Exercise
Across the records that follow, determine how many lines contain "info" and give only the resulting number.

Given records
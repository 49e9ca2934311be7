//! Tracing/logging initialization.
//!
//! Filtering follows `RUST_LOG` (default `info`). The output format is picked
//! by `ASSETFLOW_LOG_FORMAT`: `json` (default) or `pretty`.

use tracing_subscriber::EnvFilter;

pub const LOG_FORMAT_ENV: &str = "ASSETFLOW_LOG_FORMAT";

#[derive(Debug, Copy, Clone, PartialEq, Eq, Default)]
pub enum LogFormat {
    #[default]
    Json,
    Pretty,
}

impl LogFormat {
    /// Unknown values fall back to JSON.
    pub fn parse(value: &str) -> Self {
        match value.trim().to_ascii_lowercase().as_str() {
            "pretty" | "text" => LogFormat::Pretty,
            _ => LogFormat::Json,
        }
    }

    pub fn from_env() -> Self {
        std::env::var(LOG_FORMAT_ENV)
            .map(|v| Self::parse(&v))
            .unwrap_or_default()
    }
}

/// Initialize tracing/logging for the process using the environment.
///
/// Safe to call multiple times (subsequent calls are no-ops).
pub fn init() {
    init_with(LogFormat::from_env());
}

pub fn init_with(format: LogFormat) {
    let filter = EnvFilter::try_from_default_env().unwrap_or_else(|_| EnvFilter::new("info"));

    let builder = tracing_subscriber::fmt()
        .with_env_filter(filter)
        .with_timer(tracing_subscriber::fmt::time::SystemTime);

    // A subscriber may already be installed; that is fine.
    let _ = match format {
        LogFormat::Json => builder.json().with_target(false).try_init(),
        LogFormat::Pretty => builder.pretty().try_init(),
    };
}

#[cfg(test)]
mod tests {
    use super::*;

    #[test]
    fn format_parsing_defaults_to_json() {
        assert_eq!(LogFormat::parse("pretty"), LogFormat::Pretty);
        assert_eq!(LogFormat::parse(" PRETTY "), LogFormat::Pretty);
        assert_eq!(LogFormat::parse("json"), LogFormat::Json);
        assert_eq!(LogFormat::parse("xml"), LogFormat::Json);
    }

    #[test]
    fn init_twice_is_a_no_op() {
        init_with(LogFormat::Pretty);
        init_with(LogFormat::Json);
    }
}
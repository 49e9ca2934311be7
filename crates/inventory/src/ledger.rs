//! Per-warehouse stock ledger and its append-only movement log.
//!
//! The ledger row for `(item, warehouse)` is only ever changed through
//! [`StockLedger::add`] / [`StockLedger::remove`], each of which appends one
//! [`StockMovement`]. The row quantity therefore always equals the algebraic
//! sum of its movements; [`StockLedger::verify`] checks it.

use std::collections::BTreeMap;

use chrono::{DateTime, Utc};
use serde::{Deserialize, Serialize};
use thiserror::Error;

use assetflow_core::{WarehouseId, define_id};

use crate::catalog::CatalogItemId;

define_id!(
    /// Position of a movement in the append-only log.
    MovementId,
    "MovementId"
);

#[derive(Debug, Copy, Clone, PartialEq, Eq, Hash, Serialize, Deserialize)]
pub enum MovementKind {
    #[serde(rename = "IN")]
    In,
    #[serde(rename = "OUT")]
    Out,
}

impl core::fmt::Display for MovementKind {
    fn fmt(&self, f: &mut core::fmt::Formatter<'_>) -> core::fmt::Result {
        match self {
            MovementKind::In => f.write_str("IN"),
            MovementKind::Out => f.write_str("OUT"),
        }
    }
}

#[derive(Debug, Clone, PartialEq, Eq, Serialize, Deserialize)]
pub struct StockMovement {
    pub id: MovementId,
    pub item: CatalogItemId,
    pub warehouse: WarehouseId,
    pub kind: MovementKind,
    pub quantity: u64,
    pub note: String,
    pub at: DateTime<Utc>,
}

impl StockMovement {
    fn signed(&self) -> i128 {
        match self.kind {
            MovementKind::In => i128::from(self.quantity),
            MovementKind::Out => -i128::from(self.quantity),
        }
    }
}

/// Current on-hand quantity of one `(item, warehouse)` row.
#[derive(Debug, Copy, Clone, PartialEq, Eq, Serialize, Deserialize)]
pub struct StockLevel {
    pub item: CatalogItemId,
    pub warehouse: WarehouseId,
    pub quantity: u64,
}

impl StockLevel {
    /// Strictly below the threshold counts as low.
    pub fn is_low(&self, threshold: u64) -> bool {
        self.quantity < threshold
    }
}

#[derive(Debug, Error, Clone, PartialEq, Eq)]
pub enum LedgerError {
    #[error("stock movements must move a positive quantity")]
    ZeroQuantity,

    #[error(
        "insufficient stock for item {item} in warehouse {warehouse}: on hand {on_hand}, requested {requested}"
    )]
    InsufficientStock {
        item: CatalogItemId,
        warehouse: WarehouseId,
        on_hand: u64,
        requested: u64,
    },

    #[error("stock quantity overflow for item {item} in warehouse {warehouse}")]
    Overflow {
        item: CatalogItemId,
        warehouse: WarehouseId,
    },

    #[error(
        "ledger for item {item} in warehouse {warehouse} diverged from its movements: ledger {ledger}, movements {movements}"
    )]
    Diverged {
        item: CatalogItemId,
        warehouse: WarehouseId,
        ledger: u64,
        movements: i128,
    },
}

#[derive(Debug, Clone, Default, PartialEq, Eq)]
pub struct StockLedger {
    rows: BTreeMap<(CatalogItemId, WarehouseId), u64>,
    movements: Vec<StockMovement>,
}

impl StockLedger {
    pub fn new() -> Self {
        Self::default()
    }

    /// On-hand quantity; unknown rows read as zero.
    pub fn quantity(&self, item: CatalogItemId, warehouse: WarehouseId) -> u64 {
        self.rows.get(&(item, warehouse)).copied().unwrap_or(0)
    }

    pub fn total_for_item(&self, item: CatalogItemId) -> u64 {
        self.rows
            .range((item, WarehouseId::new(0))..=(item, WarehouseId::new(u64::MAX)))
            .map(|(_, q)| *q)
            .sum()
    }

    pub fn levels(&self) -> impl Iterator<Item = StockLevel> + '_ {
        self.rows
            .iter()
            .map(|(&(item, warehouse), &quantity)| StockLevel {
                item,
                warehouse,
                quantity,
            })
    }

    /// Rows strictly below `threshold`, ordered by item then warehouse.
    pub fn low_stock(&self, threshold: u64) -> Vec<StockLevel> {
        self.levels().filter(|l| l.is_low(threshold)).collect()
    }

    pub fn movements(&self) -> &[StockMovement] {
        &self.movements
    }

    pub fn movements_for(
        &self,
        item: CatalogItemId,
        warehouse: WarehouseId,
    ) -> impl Iterator<Item = &StockMovement> {
        self.movements
            .iter()
            .filter(move |m| m.item == item && m.warehouse == warehouse)
    }

    /// Increase stock and append an `IN` movement.
    pub fn add(
        &mut self,
        item: CatalogItemId,
        warehouse: WarehouseId,
        quantity: u64,
        note: impl Into<String>,
        at: DateTime<Utc>,
    ) -> Result<&StockMovement, LedgerError> {
        if quantity == 0 {
            return Err(LedgerError::ZeroQuantity);
        }
        let current = self.quantity(item, warehouse);
        let next = current
            .checked_add(quantity)
            .ok_or(LedgerError::Overflow { item, warehouse })?;

        self.rows.insert((item, warehouse), next);
        Ok(self.append(item, warehouse, MovementKind::In, quantity, note.into(), at))
    }

    /// Decrease stock and append an `OUT` movement. Never goes below zero.
    pub fn remove(
        &mut self,
        item: CatalogItemId,
        warehouse: WarehouseId,
        quantity: u64,
        note: impl Into<String>,
        at: DateTime<Utc>,
    ) -> Result<&StockMovement, LedgerError> {
        if quantity == 0 {
            return Err(LedgerError::ZeroQuantity);
        }
        let on_hand = self.quantity(item, warehouse);
        let next = on_hand
            .checked_sub(quantity)
            .ok_or(LedgerError::InsufficientStock {
                item,
                warehouse,
                on_hand,
                requested: quantity,
            })?;

        self.rows.insert((item, warehouse), next);
        Ok(self.append(item, warehouse, MovementKind::Out, quantity, note.into(), at))
    }

    /// Check that every row equals the sum of its movements.
    pub fn verify(&self) -> Result<(), LedgerError> {
        let mut sums: BTreeMap<(CatalogItemId, WarehouseId), i128> = BTreeMap::new();
        for m in &self.movements {
            *sums.entry((m.item, m.warehouse)).or_default() += m.signed();
        }

        for (&(item, warehouse), &ledger) in &self.rows {
            let movements = sums.remove(&(item, warehouse)).unwrap_or(0);
            if i128::from(ledger) != movements {
                return Err(LedgerError::Diverged {
                    item,
                    warehouse,
                    ledger,
                    movements,
                });
            }
        }

        // Movements for a row that does not exist.
        if let Some((&(item, warehouse), &movements)) = sums.iter().find(|(_, s)| **s != 0) {
            return Err(LedgerError::Diverged {
                item,
                warehouse,
                ledger: 0,
                movements,
            });
        }

        Ok(())
    }

    fn append(
        &mut self,
        item: CatalogItemId,
        warehouse: WarehouseId,
        kind: MovementKind,
        quantity: u64,
        note: String,
        at: DateTime<Utc>,
    ) -> &StockMovement {
        let id = MovementId::new(self.movements.len() as u64 + 1);
        self.movements.push(StockMovement {
            id,
            item,
            warehouse,
            kind,
            quantity,
            note,
            at,
        });
        &self.movements[self.movements.len() - 1]
    }
}
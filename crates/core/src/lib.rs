//! `assetflow-core`: domain foundation building blocks.
//!
//! This crate contains **pure domain** primitives (no infrastructure concerns):
//! identifiers, the domain error model, the clock abstraction and the guarded
//! state-machine contract shared by every workflow entity.

pub mod clock;
pub mod entity;
pub mod error;
pub mod id;
pub mod workflow;

pub use clock::{Clock, FixedClock, SystemClock};
pub use entity::Entity;
pub use error::{DomainError, DomainResult};
pub use id::{RoomId, UnitId, UserId, WarehouseId};
pub use workflow::{
    Actor, Cascade, CascadeReport, Outcome, Rejection, Rule, Stamp, Workflow, WorkflowStatus,
    ensure_acyclic,
};
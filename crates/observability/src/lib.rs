//! Tracing/logging setup shared by every binary and test harness.

/// Initialize process-wide observability (tracing/logging).
///
/// This is safe to call multiple times; subsequent calls become no-ops.
pub fn init() {
    tracing::init();
}

/// Tracing configuration (filters, output format).
pub mod tracing;

pub use crate::tracing::LogFormat;
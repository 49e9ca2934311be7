use assetflow_core::{Clock, Entity, Outcome, Stamp, UserId, Workflow};
use assetflow_events::{EntityKind, EventBus, WorkflowEvent};
use assetflow_loans::{
    AssetLoan, AssetLoanId, AssetLoanStatus, LoanItemId, NewAssetLoan, NewVenueLoan, VenueLoan, VenueLoanId,
};

use super::{Engine, EngineError, Step, WorkflowEnvelope, missing};
use crate::store::{Store, tables::next_key};

fn loan_event(loan: &AssetLoan, action: &str, stamp: Stamp, outcome: &Outcome) -> WorkflowEvent {
    WorkflowEvent::new(
        EntityKind::AssetLoan,
        loan.id().get(),
        action,
        loan.status(),
        stamp,
        outcome.message(),
    )
}

fn venue_event(loan: &VenueLoan, action: &str, stamp: Stamp, outcome: &Outcome) -> WorkflowEvent {
    WorkflowEvent::new(
        EntityKind::VenueLoan,
        loan.id().get(),
        action,
        loan.status(),
        stamp,
        outcome.message(),
    )
}

impl<S, B, C> Engine<S, B, C>
where
    S: Store,
    B: EventBus<WorkflowEnvelope>,
    C: Clock,
{
    pub fn create_asset_loan(&self, input: NewAssetLoan) -> Result<AssetLoanId, EngineError> {
        let stamp = self.stamp(input.requester);
        self.create("asset_loan.create", |t| {
            let id = next_key(&t.asset_loans);
            let loan = AssetLoan::new(id, input, &t.registry, stamp.at)?;
            let event = WorkflowEvent::new(
                EntityKind::AssetLoan,
                id.get(),
                "created",
                loan.status(),
                stamp,
                format!("Asset loan #{id} requested for {} items", loan.items().len()),
            );
            t.asset_loans.insert(id, loan);
            Ok((id, event))
        })
    }

    pub fn asset_loan(&self, id: AssetLoanId) -> Result<Option<AssetLoan>, EngineError> {
        self.read(|t| t.asset_loans.get(&id).cloned())
    }

    pub fn approve_asset_loan(
        &self,
        id: AssetLoanId,
        actor: UserId,
    ) -> Result<Outcome, EngineError> {
        let stamp = self.stamp(actor);
        self.transition("asset_loan.approve", id.get(), |t| {
            let Some(loan) = t.asset_loans.get_mut(&id) else {
                return Ok(Step::new(missing(format_args!("asset loan #{id}"))));
            };
            let outcome = loan.approve(stamp);
            Ok(Step::new(outcome).announce(|o| loan_event(loan, "approved", stamp, o)))
        })
    }

    pub fn reject_asset_loan(
        &self,
        id: AssetLoanId,
        actor: UserId,
        reason: Option<String>,
    ) -> Result<Outcome, EngineError> {
        let stamp = self.stamp(actor);
        self.transition("asset_loan.reject", id.get(), |t| {
            let Some(loan) = t.asset_loans.get_mut(&id) else {
                return Ok(Step::new(missing(format_args!("asset loan #{id}"))));
            };
            let outcome = loan.reject(stamp, reason);
            Ok(Step::new(outcome).announce(|o| loan_event(loan, "rejected", stamp, o)))
        })
    }

    pub fn ship_asset_loan(&self, id: AssetLoanId, actor: UserId) -> Result<Outcome, EngineError> {
        let stamp = self.stamp(actor);
        self.transition("asset_loan.ship", id.get(), |t| {
            let Some(loan) = t.asset_loans.get_mut(&id) else {
                return Ok(Step::new(missing(format_args!("asset loan #{id}"))));
            };
            let outcome = loan.ship(stamp, &mut t.registry)?;
            Ok(Step::new(outcome).announce(|o| loan_event(loan, "shipped", stamp, o)))
        })
    }

    /// The borrowing unit confirms it has the goods.
    pub fn receive_asset_loan(
        &self,
        id: AssetLoanId,
        actor: UserId,
    ) -> Result<Outcome, EngineError> {
        let stamp = self.stamp(actor);
        self.transition("asset_loan.receive", id.get(), |t| {
            let Some(loan) = t.asset_loans.get_mut(&id) else {
                return Ok(Step::new(missing(format_args!("asset loan #{id}"))));
            };
            let outcome = loan.receive_by_unit(stamp, &mut t.registry)?;
            Ok(Step::new(outcome).announce(|o| loan_event(loan, "received", stamp, o)))
        })
    }

    pub fn request_asset_loan_return(
        &self,
        id: AssetLoanId,
        actor: UserId,
        reason: Option<String>,
    ) -> Result<Outcome, EngineError> {
        let stamp = self.stamp(actor);
        self.transition("asset_loan.request_return", id.get(), |t| {
            let Some(loan) = t.asset_loans.get_mut(&id) else {
                return Ok(Step::new(missing(format_args!("asset loan #{id}"))));
            };
            let outcome = loan.request_return(stamp, reason);
            Ok(Step::new(outcome).announce(|o| loan_event(loan, "return_requested", stamp, o)))
        })
    }

    pub fn approve_asset_loan_return(
        &self,
        id: AssetLoanId,
        actor: UserId,
    ) -> Result<Outcome, EngineError> {
        let stamp = self.stamp(actor);
        self.transition("asset_loan.approve_return", id.get(), |t| {
            let Some(loan) = t.asset_loans.get_mut(&id) else {
                return Ok(Step::new(missing(format_args!("asset loan #{id}"))));
            };
            let outcome = loan.approve_return(stamp);
            Ok(Step::new(outcome).announce(|o| loan_event(loan, "return_approved", stamp, o)))
        })
    }

    pub fn submit_return_proof(
        &self,
        id: AssetLoanId,
        item: LoanItemId,
        proof: impl Into<String>,
        actor: UserId,
    ) -> Result<Outcome, EngineError> {
        let stamp = self.stamp(actor);
        let proof = proof.into();
        self.transition("asset_loan.submit_return_proof", id.get(), |t| {
            let Some(loan) = t.asset_loans.get_mut(&id) else {
                return Ok(Step::new(missing(format_args!("asset loan #{id}"))));
            };
            let outcome = loan.submit_return_proof(item, proof, stamp);
            Ok(Step::new(outcome)
                .announce(|o| loan_event(loan, "return_proof_submitted", stamp, o)))
        })
    }

    /// Verify one returned item; the last verified item completes the loan.
    pub fn verify_return_item(
        &self,
        id: AssetLoanId,
        item: LoanItemId,
        approve: bool,
        reason: Option<String>,
        actor: UserId,
    ) -> Result<Outcome, EngineError> {
        let stamp = self.stamp(actor);
        self.transition("asset_loan.verify_return_item", id.get(), |t| {
            let Some(loan) = t.asset_loans.get_mut(&id) else {
                return Ok(Step::new(missing(format_args!("asset loan #{id}"))));
            };
            let outcome = loan.verify_return_item(item, approve, reason, stamp, &mut t.registry)?;
            let step = Step::new(outcome)
                .announce(|o| loan_event(loan, "return_item_verified", stamp, o));
            let step = if loan.status() == AssetLoanStatus::Completed {
                step.announce(|o| loan_event(loan, "completed", stamp, o))
            } else {
                step
            };
            Ok(step)
        })
    }

    pub fn create_venue_loan(&self, input: NewVenueLoan) -> Result<VenueLoanId, EngineError> {
        let stamp = self.stamp(input.borrower);
        self.create("venue_loan.create", |t| {
            let id = next_key(&t.venue_loans);
            let loan = VenueLoan::new(id, input)?;
            let event = WorkflowEvent::new(
                EntityKind::VenueLoan,
                id.get(),
                "created",
                loan.status(),
                stamp,
                format!("Venue loan #{id} requested for {}", loan.event_name()),
            );
            t.venue_loans.insert(id, loan);
            Ok((id, event))
        })
    }

    pub fn venue_loan(&self, id: VenueLoanId) -> Result<Option<VenueLoan>, EngineError> {
        self.read(|t| t.venue_loans.get(&id).cloned())
    }

    pub fn approve_venue_loan(
        &self,
        id: VenueLoanId,
        actor: UserId,
    ) -> Result<Outcome, EngineError> {
        let stamp = self.stamp(actor);
        self.transition("venue_loan.approve", id.get(), |t| {
            let Some(loan) = t.venue_loans.get_mut(&id) else {
                return Ok(Step::new(missing(format_args!("venue loan #{id}"))));
            };
            let outcome = loan.approve(stamp);
            Ok(Step::new(outcome).announce(|o| venue_event(loan, "approved", stamp, o)))
        })
    }

    pub fn reject_venue_loan(
        &self,
        id: VenueLoanId,
        actor: UserId,
        reason: Option<String>,
    ) -> Result<Outcome, EngineError> {
        let stamp = self.stamp(actor);
        self.transition("venue_loan.reject", id.get(), |t| {
            let Some(loan) = t.venue_loans.get_mut(&id) else {
                return Ok(Step::new(missing(format_args!("venue loan #{id}"))));
            };
            let outcome = loan.reject(stamp, reason);
            Ok(Step::new(outcome).announce(|o| venue_event(loan, "rejected", stamp, o)))
        })
    }

    /// Manual completion; legal any time while the loan is active.
    pub fn complete_venue_loan(
        &self,
        id: VenueLoanId,
        actor: UserId,
    ) -> Result<Outcome, EngineError> {
        self.complete_venue_loan_as(id, self.stamp(actor))
    }

    pub(crate) fn start_venue_loan_as(
        &self,
        id: VenueLoanId,
        stamp: Stamp,
    ) -> Result<Outcome, EngineError> {
        self.transition("venue_loan.start", id.get(), |t| {
            let Some(loan) = t.venue_loans.get_mut(&id) else {
                return Ok(Step::new(missing(format_args!("venue loan #{id}"))));
            };
            let outcome = loan.start(stamp, &mut t.registry)?;
            Ok(Step::new(outcome).announce(|o| venue_event(loan, "started", stamp, o)))
        })
    }

    pub(crate) fn complete_venue_loan_as(
        &self,
        id: VenueLoanId,
        stamp: Stamp,
    ) -> Result<Outcome, EngineError> {
        self.transition("venue_loan.complete", id.get(), |t| {
            let Some(loan) = t.venue_loans.get_mut(&id) else {
                return Ok(Step::new(missing(format_args!("venue loan #{id}"))));
            };
            let outcome = loan.complete(stamp, &mut t.registry)?;
            Ok(Step::new(outcome).announce(|o| venue_event(loan, "completed", stamp, o)))
        })
    }
}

Task result
2